Il rinvio ad oggi del Consiglio dei ministri rivela i malumori che circolano nei ministeri e nei partiti sul Piano di ripresa e resilienza (Pnrr) necessario per accedere ai 191 miliardi di fondi europei del Next Generation Eu cui vanno aggiunti altri 30 miliardi di deficit interno. Malumori dovuti sia ai contenuti del piano che alle procedure decise dal Governo per vararlo. E si capisce perché: il Pnrr è saldamente nelle mani di Mario Draghi e del ministro del Tesoro Daniele Franco cui si aggiungono pochissimi altri ministri tecnici: Cingolani (Transizione Ecologica), Colao (Innovazione Tecnologica), Giovannini (Infrastrutture). Unico politico (molto in sintonia con Draghi) il bocconiano leghista Giorgetti allo Sviluppo economico.

Ma il vero «cervello» dell’operazione da 221 miliardi in sei anni sta a via XX Settembre, sede del Mef. Tutti gli altri, ministri e segretari di partito, il Pnrr lo hanno letto sui giornali. Quanto al Parlamento, è previsto che discuta il testo e lo voti la prossima settimana in 48 ore, praticamente «a scatola chiusa» come protesta, dall’opposizione, Giorgia Meloni. Dopodiché il Governo varerà definitivamente il Piano e lo manderà a Bruxelles entro il termine tassativo del 30 aprile, condizione indispensabile per far arrivare i fondi del primo anticipo: per l’Italia 21 miliardi.

Insomma su questa maxi operazione, che è l’ ultima occasione per rilanciare lo sviluppo e frenare il declino dell’Italia, i politici hanno poca voce in capitolo. Questo naturalmente non piace: non solo alla Lega ma anche al Pd e ai renziani, mentre i grillini sembrano più distaccati, forse distratti dall’addio alla piattaforma Rousseau di Casaleggio jr e al pasticcio del video di Beppe Grillo. Quanto a Di Maio è più che altro impegnato a salire e scendere dagli aerei del ministero degli Esteri. Salvini, già reduce dall’astensione sul decreto «Riaperture», ha per esempio scoperto che la sua creatura previdenziale, Quota 100, spirerà alla fine dell’anno e non sarà prorogata. Forza Italia, poi, ieri esultava per l’estensione del Superbonus al 110% al 2023 ma ha appreso da Palazzo Chigi che al massimo si arriverà all’anno prossimo. Enrico Letta fa sapere che vorrebbe qualche vantaggio in più per giovani, donne e Mezzogiorno, ma, più che un ultimatum, sembra un auspicio.

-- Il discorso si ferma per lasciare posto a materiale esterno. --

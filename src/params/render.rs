//! Window and pipeline configuration.

/// Rendering configuration
#[derive(Debug, Clone)]
pub struct RenderConfig {
    /// Initial window width (logical pixels)
    pub window_width: u32,

    /// Initial window height (logical pixels)
    pub window_height: u32,

    /// Append an FXAA pass after bloom
    pub fxaa: bool,

    /// Environment reflection map (equirectangular EXR/HDR/PNG)
    pub environment_path: String,

    /// Seed for the per-frame backdrop noise
    pub noise_seed: u64,
}

impl Default for RenderConfig {
    fn default() -> Self {
        Self {
            window_width: 1280,
            window_height: 720,
            fxaa: false,
            environment_path: "assets/piz_compressed.exr".to_string(),
            noise_seed: 0x5eed,
        }
    }
}
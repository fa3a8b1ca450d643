//! WAV file played back against the wall clock as a signal source.

use std::path::Path;
use std::time::Instant;

use super::source::SignalSource;
use super::AudioError;

/// Pre-decoded mono clip whose "current" position follows real time.
///
/// Nothing is sent to an output device; the clip only feeds analysis.
pub struct WavSource {
    samples: Vec<f32>,
    sample_rate: u32,
    started: Instant,
    looping: bool,
}

impl WavSource {
    /// Decode a WAV file (int or float), downmixing to mono
    pub fn open(path: impl AsRef<Path>, looping: bool) -> Result<Self, AudioError> {
        let reader = hound::WavReader::open(path)?;
        let spec = reader.spec();
        let channels = spec.channels.max(1) as usize;

        let interleaved: Vec<f32> = match spec.sample_format {
            hound::SampleFormat::Float => reader.into_samples::<f32>().collect::<Result<_, _>>()?,
            hound::SampleFormat::Int => {
                let full_scale = (1i64 << (spec.bits_per_sample.max(1) - 1)) as f32;
                reader
                    .into_samples::<i32>()
                    .map(|s| s.map(|v| v as f32 / full_scale))
                    .collect::<Result<_, _>>()?
            }
        };

        let samples: Vec<f32> = interleaved
            .chunks(channels)
            .map(|frame| frame.iter().sum::<f32>() / channels as f32)
            .collect();

        if samples.is_empty() {
            return Err(AudioError::EmptyClip);
        }

        Ok(Self::from_samples(samples, spec.sample_rate, looping, Instant::now()))
    }

    pub fn from_samples(
        samples: Vec<f32>,
        sample_rate: u32,
        looping: bool,
        started: Instant,
    ) -> Self {
        Self {
            samples,
            sample_rate,
            started,
            looping,
        }
    }

    pub fn duration_secs(&self) -> f32 {
        self.samples.len() as f32 / self.sample_rate as f32
    }

    /// Sample index reached `elapsed_secs` after start
    fn position(&self, elapsed_secs: f64) -> usize {
        (elapsed_secs * self.sample_rate as f64) as usize
    }

    /// Copy the window ending at `end` (exclusive) into `out`
    fn window_ending_at(&self, end: usize, out: &mut [f32]) -> usize {
        let len = self.samples.len();
        if len == 0 {
            out.fill(0.0);
            return 0;
        }
        if self.looping {
            let start = end as i64 - out.len() as i64;
            for (i, dst) in out.iter_mut().enumerate() {
                let idx = (start + i as i64).rem_euclid(len as i64) as usize;
                *dst = if start + (i as i64) < 0 { 0.0 } else { self.samples[idx] };
            }
            return out.len().min(end);
        }

        // Past the end of a one-shot clip: silence
        if end > len {
            out.fill(0.0);
            return 0;
        }

        let n = end.min(out.len());
        let pad = out.len() - n;
        out[..pad].fill(0.0);
        out[pad..].copy_from_slice(&self.samples[end - n..end]);
        n
    }
}

impl SignalSource for WavSource {
    fn read_recent(&self, out: &mut [f32]) -> usize {
        let end = self.position(self.started.elapsed().as_secs_f64());
        self.window_ending_at(end, out)
    }
}
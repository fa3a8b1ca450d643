//! Fixed-size byte spectrum shared between analysis and rendering.

use std::ops::Index;

use crate::params::audio_constants::FREQUENCY_BINS;

/// Byte-quantised spectral magnitudes, lowest frequency first.
///
/// Always fully initialised; a fresh frame is all zeros.
#[derive(Clone, Copy, Debug, PartialEq, Eq)]
pub struct FrequencyFrame([u8; FREQUENCY_BINS]);

impl Default for FrequencyFrame {
    fn default() -> Self {
        Self([0; FREQUENCY_BINS])
    }
}

impl FrequencyFrame {
    /// Build a frame from leading bins; the rest stay zero
    pub fn from_leading(leading: &[u8]) -> Self {
        let mut frame = Self::default();
        let n = leading.len().min(FREQUENCY_BINS);
        frame.0[..n].copy_from_slice(&leading[..n]);
        frame
    }

    pub fn as_slice(&self) -> &[u8] {
        &self.0
    }

    pub fn as_mut_slice(&mut self) -> &mut [u8] {
        &mut self.0
    }

    /// Bin 0 normalised to [0, 1]
    pub fn bass(&self) -> f32 {
        self.normalized(0)
    }

    /// Bin 1 normalised to [0, 1]
    pub fn mid(&self) -> f32 {
        self.normalized(1)
    }

    /// Bin 2 normalised to [0, 1]
    pub fn treble(&self) -> f32 {
        self.normalized(2)
    }

    pub fn normalized(&self, bin: usize) -> f32 {
        self.0[bin] as f32 / 255.0
    }

    pub fn is_silent(&self) -> bool {
        self.0.iter().all(|&b| b == 0)
    }
}

impl Index<usize> for FrequencyFrame {
    type Output = u8;

    fn index(&self, bin: usize) -> &u8 {
        &self.0[bin]
    }
}

#[cfg(test)]
mod tests {
    use super::*;

    #[test]
    fn test_default_frame_is_silent() {
        let frame = FrequencyFrame::default();
        assert!(frame.is_silent());
        assert_eq!(frame.as_slice().len(), FREQUENCY_BINS);
    }

    #[test]
    fn test_band_accessors() {
        let frame = FrequencyFrame::from_leading(&[255, 51, 0]);
        assert_eq!(frame.bass(), 1.0);
        assert!((frame.mid() - 0.2).abs() < 1e-6);
        assert_eq!(frame.treble(), 0.0);
        assert_eq!(frame[1], 51);
    }

    #[test]
    fn test_from_leading_truncates() {
        let long = [7u8; FREQUENCY_BINS + 8];
        let frame = FrequencyFrame::from_leading(&long);
        assert!(frame.as_slice().iter().all(|&b| b == 7));
    }
}
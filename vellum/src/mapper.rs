use std::sync::Arc;

use crate::collection::MappedCollection;
use crate::errors::{ErrorKind, VellumError, VellumResult};
use crate::mapper_config::MapperConfig;
use crate::schema::Schema;
use crate::store::DocumentStore;

/// The top-level entry point of the mapper.
///
/// A `DocumentMapper` wraps an already-connected [DocumentStore] handle and
/// hands out [MappedCollection]s bound to it. Connection establishment,
/// retry, and disconnection are a bootstrap concern: whoever owns the
/// process connects the store and passes the handle in.
///
/// # Design Pattern
///
/// The mapper uses a shared-inner design: clones are cheap and all share the
/// same store handle and configuration through `Arc`.
///
/// # Examples
///
/// ```rust,ignore
/// use std::sync::Arc;
/// use vellum::mapper::DocumentMapper;
/// use vellum::store::memory::InMemoryStore;
///
/// let store = Arc::new(InMemoryStore::new());
/// let mapper = DocumentMapper::new(store);
/// let courses = mapper.collection("courses", course_schema)?;
/// ```
#[derive(Clone)]
pub struct DocumentMapper {
    inner: Arc<DocumentMapperInner>,
}

struct DocumentMapperInner {
    store: Arc<dyn DocumentStore>,
    config: MapperConfig,
}

impl DocumentMapper {
    /// Creates a mapper over a connected store with default configuration.
    ///
    /// # Arguments
    ///
    /// * `store` - An already-connected store handle
    pub fn new(store: Arc<dyn DocumentStore>) -> Self {
        DocumentMapper::with_config(store, MapperConfig::new())
    }

    /// Creates a mapper over a connected store with the given configuration.
    pub fn with_config(store: Arc<dyn DocumentStore>, config: MapperConfig) -> Self {
        DocumentMapper {
            inner: Arc::new(DocumentMapperInner { store, config }),
        }
    }

    /// Returns the mapper configuration.
    pub fn config(&self) -> &MapperConfig {
        &self.inner.config
    }

    /// Binds a schema to a named collection and returns its CRUD executor.
    ///
    /// # Arguments
    ///
    /// * `name` - The collection name in the store. Cannot be empty.
    /// * `schema` - The schema every document in the collection maps to
    ///
    /// # Errors
    ///
    /// Returns `InvalidOperation` when the collection name is empty.
    pub fn collection(&self, name: &str, schema: Schema) -> VellumResult<MappedCollection> {
        if name.trim().is_empty() {
            log::error!("Collection name cannot be empty");
            return Err(VellumError::new(
                "Collection name cannot be empty",
                ErrorKind::InvalidOperation,
            ));
        }

        Ok(MappedCollection::new(
            name.to_string(),
            schema,
            self.inner.store.clone(),
            self.inner.config.clone(),
        ))
    }
}

#[cfg(test)]
mod tests {
    use super::*;
    use crate::schema::FieldDescriptor;
    use crate::store::memory::InMemoryStore;

    #[ctor::ctor]
    fn init_logger() {
        colog::init();
    }

    fn test_schema() -> Schema {
        Schema::new(vec![FieldDescriptor::string("name")]).unwrap()
    }

    #[test]
    fn test_collection_binds_name_and_schema() {
        let mapper = DocumentMapper::new(Arc::new(InMemoryStore::new()));
        let collection = mapper.collection("courses", test_schema()).unwrap();
        assert_eq!(collection.name(), "courses");
        assert_eq!(collection.schema().len(), 1);
    }

    #[test]
    fn test_empty_collection_name_is_rejected() {
        let mapper = DocumentMapper::new(Arc::new(InMemoryStore::new()));
        let result = mapper.collection("  ", test_schema());
        assert!(result.is_err());
        assert_eq!(result.unwrap_err().kind(), &ErrorKind::InvalidOperation);
    }

    #[test]
    fn test_config_is_threaded_through() {
        let mapper = DocumentMapper::with_config(
            Arc::new(InMemoryStore::new()),
            MapperConfig::new().default_limit(50),
        );
        assert_eq!(mapper.config().default_limit, Some(50));
    }

    #[test]
    fn test_clones_share_the_store() {
        let store = Arc::new(InMemoryStore::new());
        let mapper = DocumentMapper::new(store);
        let clone = mapper.clone();
        assert!(Arc::ptr_eq(&mapper.inner, &clone.inner));
    }
}
use std::sync::Arc;

use crate::collection::DocumentCursor;
use crate::common::Record;
use crate::document::{DocumentId, DocumentInstance};
use crate::errors::{ErrorKind, VellumError, VellumResult};
use crate::filter::{by_id, FilterExpr};
use crate::mapper_config::MapperConfig;
use crate::query::{QueryBuilder, QuerySpec};
use crate::schema::Schema;
use crate::store::{DocumentStore, UpdateResult};

/// The CRUD executor for one named collection.
///
/// A `MappedCollection` binds a [Schema] and a collection name to a shared
/// [DocumentStore] handle and drives every document operation through it.
/// Validation always runs locally, and always completes, before any store
/// I/O is issued; store failures are surfaced to the caller unchanged and
/// never retried here.
///
/// The executor borrows documents only for the duration of one operation and
/// keeps each instance's `persisted` flag in agreement with what actually
/// happened in the store.
///
/// # Examples
///
/// ```rust,ignore
/// let courses = mapper.collection("courses", schema.clone())?;
///
/// // create
/// let mut course = DocumentInstance::new(schema, record! { name: "Rust 101", price: 15 });
/// courses.create(&mut course).await?;
///
/// // read
/// let spec = courses.query()
///     .filter(field("price").gt(10))
///     .sort_by("price", SortOrder::Ascending)
///     .compile();
/// for doc in courses.find(&spec).await? {
///     println!("{}", doc?.get("name"));
/// }
/// ```
#[derive(Clone)]
pub struct MappedCollection {
    name: String,
    schema: Schema,
    store: Arc<dyn DocumentStore>,
    config: MapperConfig,
}

impl std::fmt::Debug for MappedCollection {
    fn fmt(&self, f: &mut std::fmt::Formatter<'_>) -> std::fmt::Result {
        f.debug_struct("MappedCollection")
            .field("name", &self.name)
            .field("schema", &self.schema)
            .field("config", &self.config)
            .finish_non_exhaustive()
    }
}

impl MappedCollection {
    pub(crate) fn new(
        name: String,
        schema: Schema,
        store: Arc<dyn DocumentStore>,
        config: MapperConfig,
    ) -> Self {
        MappedCollection {
            name,
            schema,
            store,
            config,
        }
    }

    /// Returns the name of this collection.
    pub fn name(&self) -> &str {
        &self.name
    }

    /// Returns the schema this collection maps.
    pub fn schema(&self) -> &Schema {
        &self.schema
    }

    /// Starts a query builder bound to this collection's schema.
    pub fn query(&self) -> QueryBuilder {
        QueryBuilder::new(self.schema.clone())
    }

    /// Persists a new document.
    ///
    /// Defaults and string normalization are applied first, then the
    /// document is validated. On validation failure the store is never
    /// contacted and the error carries the complete violation list. On
    /// success the instance receives its store identity and becomes
    /// persisted.
    ///
    /// # Errors
    ///
    /// `ValidationFailed` for constraint violations, `InvalidOperation` for
    /// an already-persisted or deleted instance, or the store's own error.
    pub async fn create(&self, doc: &mut DocumentInstance) -> VellumResult<DocumentId> {
        if doc.is_deleted() {
            log::error!("Cannot create a deleted document in '{}'", self.name);
            return Err(VellumError::new(
                "Cannot create a deleted document",
                ErrorKind::InvalidOperation,
            ));
        }
        if doc.is_persisted() {
            log::error!("Document is already persisted in '{}'", self.name);
            return Err(VellumError::new(
                "Document is already persisted; use an update instead",
                ErrorKind::InvalidOperation,
            ));
        }

        doc.normalize();
        if let Err(issues) = doc.validate() {
            log::error!(
                "Validation of a new '{}' document failed with {} violation(s)",
                self.name,
                issues.len()
            );
            return Err(VellumError::validation_failed(issues));
        }

        let id = self.store.insert(&self.name, doc.to_record()).await?;
        doc.mark_persisted(id.clone());
        Ok(id)
    }

    /// Runs a compiled query and returns a cursor over the results.
    ///
    /// Rows arrive in the spec's sort order and bind lazily to persisted
    /// instances as the cursor is pulled. When the spec is unbounded and the
    /// mapper was configured with a default limit, that limit is applied
    /// here.
    pub async fn find(&self, spec: &QuerySpec) -> VellumResult<DocumentCursor> {
        let rows = match (spec.limit(), self.config.default_limit) {
            (None, Some(default_limit)) => {
                let mut bounded = spec.clone();
                bounded.limit = Some(default_limit);
                self.store.query(&self.name, &bounded).await?
            }
            _ => self.store.query(&self.name, spec).await?,
        };
        Ok(DocumentCursor::new(self.schema.clone(), rows))
    }

    /// Fetches a single document by identity.
    pub async fn find_by_id(&self, id: &DocumentId) -> VellumResult<Option<DocumentInstance>> {
        match self.store.find_one(&self.name, &by_id(id)).await? {
            Some(record) => Ok(Some(DocumentInstance::from_record(
                self.schema.clone(),
                record,
            )?)),
            None => Ok(None),
        }
    }

    /// Counts the documents a compiled query selects.
    pub async fn count(&self, spec: &QuerySpec) -> VellumResult<u64> {
        let rows = self.store.query(&self.name, spec).await?;
        Ok(rows.len() as u64)
    }

    /// Updates a document through the load-mutate-save path.
    ///
    /// The document is fetched by identity, handed to `mutator`, normalized,
    /// re-validated, and saved back. The in-memory document reflects the
    /// pre-update store state during mutation; there is no isolation against
    /// concurrent writers of the same identity (last write wins), so callers
    /// needing stronger guarantees must serialize externally.
    ///
    /// # Returns
    ///
    /// `Ok(true)` when the document was updated, `Ok(false)` when no
    /// document with that identity exists (skip-if-absent, not an error).
    pub async fn update_loaded<F>(&self, id: &DocumentId, mutator: F) -> VellumResult<bool>
    where
        F: FnOnce(&mut DocumentInstance),
    {
        let Some(mut doc) = self.find_by_id(id).await? else {
            log::debug!("No '{}' document with id {}; skipping update", self.name, id);
            return Ok(false);
        };

        mutator(&mut doc);

        doc.normalize();
        if let Err(issues) = doc.validate() {
            log::error!(
                "Validation of updated '{}' document {} failed with {} violation(s)",
                self.name,
                id,
                issues.len()
            );
            return Err(VellumError::validation_failed(issues));
        }

        let result = self
            .store
            .update_many(&self.name, &by_id(id), &doc.to_record())
            .await?;
        doc.mark_saved();
        Ok(result.matched_count() > 0)
    }

    /// Applies a patch to every document matching the filter, in the store,
    /// without loading documents client-side.
    ///
    /// This path trades safety for the saved read round-trip: the patched
    /// state is **not** re-validated against the schema. A patch can
    /// therefore leave stored documents outside their declared constraints;
    /// use [`MappedCollection::update_loaded`] when that matters.
    ///
    /// # Returns
    ///
    /// The matched and modified document counts reported by the store.
    pub async fn update_direct(
        &self,
        filter: FilterExpr,
        patch: Record,
    ) -> VellumResult<UpdateResult> {
        self.store.update_many(&self.name, &filter, &patch).await
    }

    /// Deletes at most one document matching the filter.
    ///
    /// Which document is removed when several match is up to the store; the
    /// contract only promises "at most one". Use an identity filter for
    /// precise deletes.
    ///
    /// # Returns
    ///
    /// `true` when a document was deleted, `false` when nothing matched
    /// (not an error).
    pub async fn delete_one(&self, filter: FilterExpr) -> VellumResult<bool> {
        self.store.delete_one(&self.name, &filter).await
    }

    /// Deletes a persisted document by its identity and marks the instance
    /// deleted (a terminal state) on success.
    ///
    /// # Errors
    ///
    /// `InvalidOperation` when the instance was never persisted.
    pub async fn delete(&self, doc: &mut DocumentInstance) -> VellumResult<bool> {
        let id = match doc.identity() {
            Some(id) => id.clone(),
            None => {
                log::error!("Cannot delete an unpersisted document from '{}'", self.name);
                return Err(VellumError::new(
                    "Cannot delete an unpersisted document",
                    ErrorKind::InvalidOperation,
                ));
            }
        };

        let deleted = self.store.delete_one(&self.name, &by_id(&id)).await?;
        if deleted {
            doc.mark_deleted();
        }
        Ok(deleted)
    }
}
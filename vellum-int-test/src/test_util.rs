use std::sync::Arc;

use chrono::Utc;
use vellum::collection::MappedCollection;
use vellum::common::Value;
use vellum::document::{DocumentId, DocumentInstance};
use vellum::errors::VellumResult;
use vellum::mapper::DocumentMapper;
use vellum::record;
use vellum::schema::{FieldDescriptor, Schema};
use vellum::store::memory::InMemoryStore;

/// A mapper wired to a fresh in-memory store, shared by the scenario tests.
#[derive(Clone)]
pub struct TestContext {
    store: InMemoryStore,
    mapper: DocumentMapper,
}

impl TestContext {
    /// The raw store handle, for asserting on store-side state and for
    /// toggling simulated unavailability.
    pub fn store(&self) -> &InMemoryStore {
        &self.store
    }

    pub fn mapper(&self) -> &DocumentMapper {
        &self.mapper
    }

    /// The `courses` collection bound to the catalog schema.
    pub fn courses(&self) -> VellumResult<MappedCollection> {
        self.mapper.collection("courses", course_schema())
    }
}

/// The course catalog schema used across the integration tests.
///
/// Publishing a course makes its price mandatory; categories are normalized
/// to a fixed lowercase vocabulary; the creation timestamp defaults to now.
pub fn course_schema() -> Schema {
    Schema::new(vec![
        FieldDescriptor::string("name")
            .required(true)
            .min_length(5)
            .max_length(255),
        FieldDescriptor::string("category")
            .enum_values(["web", "mobile", "network"])
            .trim()
            .lowercase(),
        FieldDescriptor::string("author"),
        FieldDescriptor::string_array("tags"),
        FieldDescriptor::date("created_at").default_with(|| Value::Date(Utc::now())),
        FieldDescriptor::boolean("is_published").default_value(false),
        FieldDescriptor::number("price")
            .required_if(|doc| doc.get("is_published") == Value::Bool(true))
            .min(10.0)
            .max(200.0),
    ])
    .expect("course schema is well-formed")
}

pub fn create_test_context() -> TestContext {
    let store = InMemoryStore::new();
    let mapper = DocumentMapper::new(Arc::new(store.clone()));
    TestContext { store, mapper }
}

/// Seeds the catalog with three published courses by the same author and one
/// draft by another, returning the identities in insertion order.
pub async fn seed_courses(collection: &MappedCollection) -> VellumResult<Vec<DocumentId>> {
    let mut ids = Vec::new();

    for (name, category, price) in [
        ("Node Fundamentals", "web", 15),
        ("Angular Fundamentals", "web", 30),
        ("React Fundamentals", "web", 20),
    ] {
        let mut course = DocumentInstance::new(
            course_schema(),
            record! {
                name: name,
                category: category,
                author: "marcus",
                tags: ["frontend", "backend"],
                is_published: true,
                price: price,
            },
        );
        ids.push(collection.create(&mut course).await?);
    }

    let mut draft = DocumentInstance::new(
        course_schema(),
        record! {
            name: "Networking Basics",
            category: "network",
            author: "helena",
        },
    );
    ids.push(collection.create(&mut draft).await?);

    Ok(ids)
}
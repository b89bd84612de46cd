use std::collections::BTreeSet;

use crate::common::SortOrder;
use crate::filter::FilterExpr;

/// An immutable, compiled query, ready to be sent to a document store.
///
/// A spec bundles everything a store needs to answer a read: the filter
/// tree, the ordered list of sort keys, an optional projection, and the
/// pagination window. `skip` and `limit` apply after `sort` is conceptually
/// applied; the projection never removes the identity field.
///
/// Specs compare structurally, so compiling the same builder state twice
/// yields equal specs.
#[derive(Debug, Clone, PartialEq)]
#[cfg_attr(feature = "serde", derive(serde::Serialize, serde::Deserialize))]
pub struct QuerySpec {
    pub(crate) filter: FilterExpr,
    pub(crate) sort: Vec<(String, SortOrder)>,
    pub(crate) projection: Option<BTreeSet<String>>,
    pub(crate) skip: u64,
    pub(crate) limit: Option<u64>,
}

impl QuerySpec {
    /// The filter tree selecting the documents.
    pub fn filter(&self) -> &FilterExpr {
        &self.filter
    }

    /// The sort keys, in tie-break order.
    pub fn sort(&self) -> &[(String, SortOrder)] {
        &self.sort
    }

    /// The projected field set, or `None` for whole documents.
    pub fn projection(&self) -> Option<&BTreeSet<String>> {
        self.projection.as_ref()
    }

    /// The number of leading documents to skip.
    pub fn skip(&self) -> u64 {
        self.skip
    }

    /// The maximum number of documents to return, or `None` for unbounded.
    pub fn limit(&self) -> Option<u64> {
        self.limit
    }
}

#[cfg(test)]
mod tests {
    use super::*;
    use crate::filter::match_all;

    #[test]
    fn test_accessors() {
        let spec = QuerySpec {
            filter: match_all(),
            sort: vec![("price".to_string(), SortOrder::Ascending)],
            projection: None,
            skip: 10,
            limit: Some(5),
        };

        assert_eq!(spec.filter(), &match_all());
        assert_eq!(spec.sort().len(), 1);
        assert!(spec.projection().is_none());
        assert_eq!(spec.skip(), 10);
        assert_eq!(spec.limit(), Some(5));
    }

    #[test]
    fn test_structural_equality() {
        let build = || QuerySpec {
            filter: match_all(),
            sort: vec![("price".to_string(), SortOrder::Descending)],
            projection: Some(["name".to_string()].into_iter().collect()),
            skip: 0,
            limit: None,
        };
        assert_eq!(build(), build());
    }
}
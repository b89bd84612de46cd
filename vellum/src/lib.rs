//! # Vellum - Schema-Validated Document Mapper
//!
//! Vellum maps schema-bound documents onto an external document store. It
//! provides constraint validation, a fluent operator-based query builder, and
//! an asynchronous create/read/update/delete pipeline, while the store itself
//! (connection handling, storage engine, indexing) stays behind a small
//! capability trait.
//!
//! ## Key Features
//!
//! - **Typed Schemas**: Field descriptors with static and conditional
//!   constraints, defaults, and string normalization
//! - **Total Validation**: Every violation is collected and reported in one
//!   pass, never just the first
//! - **Fluent Queries**: Composable filter/sort/projection/pagination clauses
//!   compiled to an immutable query spec
//! - **Closed Filter Grammar**: A tagged expression tree with comparison,
//!   membership, logical, and regex operators
//! - **Two Update Paths**: Load-mutate-save with re-validation, or direct
//!   atomic patches that skip the read round-trip
//! - **Pluggable Stores**: Any backend implementing the async `DocumentStore`
//!   trait; an in-memory reference store is included
//!
//! ## Quick Start
//!
//! ```rust,ignore
//! use std::sync::Arc;
//! use vellum::mapper::DocumentMapper;
//! use vellum::schema::{FieldDescriptor, Schema};
//! use vellum::store::memory::InMemoryStore;
//! use vellum::document::DocumentInstance;
//! use vellum::record;
//!
//! # async fn example() -> vellum::errors::VellumResult<()> {
//! let schema = Schema::new(vec![
//!     FieldDescriptor::string("name").required(true).min_length(5),
//!     FieldDescriptor::number("price").min(10.0).max(200.0),
//! ])?;
//!
//! let store = Arc::new(InMemoryStore::new());
//! let mapper = DocumentMapper::new(store);
//! let courses = mapper.collection("courses", schema.clone())?;
//!
//! let mut course = DocumentInstance::new(schema, record! { name: "Rust 101", price: 15 });
//! let id = courses.create(&mut course).await?;
//! # Ok(())
//! # }
//! ```
//!
//! ## Module Organization
//!
//! - [`collection`] - The CRUD executor and document cursor
//! - [`common`] - Values, records, sort order, and shared utilities
//! - [`document`] - Document instances and identities
//! - [`errors`] - Error types and result definitions
//! - [`filter`] - The filter expression grammar and fluent constructors
//! - [`mapper`] - The top-level mapper facade
//! - [`mapper_config`] - Mapper configuration
//! - [`query`] - Query builder and compiled query specs
//! - [`schema`] - Schemas and field descriptors
//! - [`store`] - The document store capability and the in-memory store

pub mod collection;
pub mod common;
pub mod document;
pub mod errors;
pub mod filter;
pub mod mapper;
pub mod mapper_config;
pub mod query;
pub mod schema;
pub mod store;

pub use common::{Record, SortOrder, Value, DOC_ID};
pub use document::{DocumentId, DocumentInstance};
pub use mapper::DocumentMapper;
pub use mapper_config::MapperConfig;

Il piano dunque è bell’e fatto. Punta tutto su quattro riforme (Pubblica amministrazione, Giustizia, Concorrenza e Semplificazione), sulla transizione green (energia e mobilità soprattutto), sulla digitalizzazione, sui lavori pubblici e le infrastrutture, e dà un grande ruolo alle aziende pubbliche: Leonardo-Finmeccanica, Ferrovie, Cassa Depositi e Prestiti, Snam, Enel, più Tim e WeBuild.

Di tutto ciò, i partiti poco hanno discusso. Il Piano Draghi-Franco è molto diverso da quello Conte-Gualtieri e risponde di più ad un imperativo della Commissione: i soldi arriveranno solo a fronte di progetti precisi fino al dettaglio, non a vaghe promesse, e anzi se gli obiettivi non verranno raggiunti nei modi e nei tempi previsti, la Commissione potrà chiedere la restituzione delle somme.

I partiti in questi ultimi giorni hanno ricominciato a farsi vivi per parlare della «cabina di regia» - sui cui poteri verrà varato presto un decreto - in una replica di quanto accadde ai tempi di Conte: si litigò così tanto su chi dovesse prendere le decisioni che il piano non vide mai veramente la luce e Draghi quando è arrivato ha affidato ai tecnici di sua fiducia, di fatto, una completa riscrittura di quello che è stato considerato non più di un brogliaccio. Ora ai politici viene chiesto solo di mettere il timbro. Ma potranno, con questi tempi così stretti, mettere i bastoni tra le ruote, per esempio minacciando di astenersi in Parlamento? Difficile. Il rischio di vedere sfumare i primi 21 miliardi è troppo forte, e tutti lo sanno.